Required work:
Check each line of the entries below for the word "record" and state only how many lines have it.

Dataset entries:

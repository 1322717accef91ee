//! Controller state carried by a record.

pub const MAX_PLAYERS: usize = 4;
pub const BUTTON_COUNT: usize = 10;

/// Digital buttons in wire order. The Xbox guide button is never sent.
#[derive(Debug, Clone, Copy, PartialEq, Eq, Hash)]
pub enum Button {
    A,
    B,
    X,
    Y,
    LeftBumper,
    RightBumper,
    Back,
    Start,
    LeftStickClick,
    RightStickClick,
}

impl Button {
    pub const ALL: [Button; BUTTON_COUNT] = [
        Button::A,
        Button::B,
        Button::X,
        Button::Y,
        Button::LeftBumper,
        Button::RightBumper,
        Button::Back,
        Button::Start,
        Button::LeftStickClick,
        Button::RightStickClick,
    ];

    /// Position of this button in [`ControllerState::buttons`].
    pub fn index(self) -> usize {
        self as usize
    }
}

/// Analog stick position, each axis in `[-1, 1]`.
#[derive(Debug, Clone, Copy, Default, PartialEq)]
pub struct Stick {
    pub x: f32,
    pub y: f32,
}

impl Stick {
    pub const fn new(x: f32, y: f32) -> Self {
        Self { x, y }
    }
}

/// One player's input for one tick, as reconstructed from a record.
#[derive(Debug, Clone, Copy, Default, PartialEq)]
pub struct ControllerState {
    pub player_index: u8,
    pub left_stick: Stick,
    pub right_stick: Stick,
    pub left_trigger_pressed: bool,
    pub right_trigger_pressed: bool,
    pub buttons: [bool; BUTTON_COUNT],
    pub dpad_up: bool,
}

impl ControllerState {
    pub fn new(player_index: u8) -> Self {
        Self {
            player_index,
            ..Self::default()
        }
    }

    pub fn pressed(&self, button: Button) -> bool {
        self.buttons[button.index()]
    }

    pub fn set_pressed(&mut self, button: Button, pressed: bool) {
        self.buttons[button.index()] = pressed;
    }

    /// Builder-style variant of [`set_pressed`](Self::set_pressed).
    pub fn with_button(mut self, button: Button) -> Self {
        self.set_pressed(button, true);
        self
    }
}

Reply:
2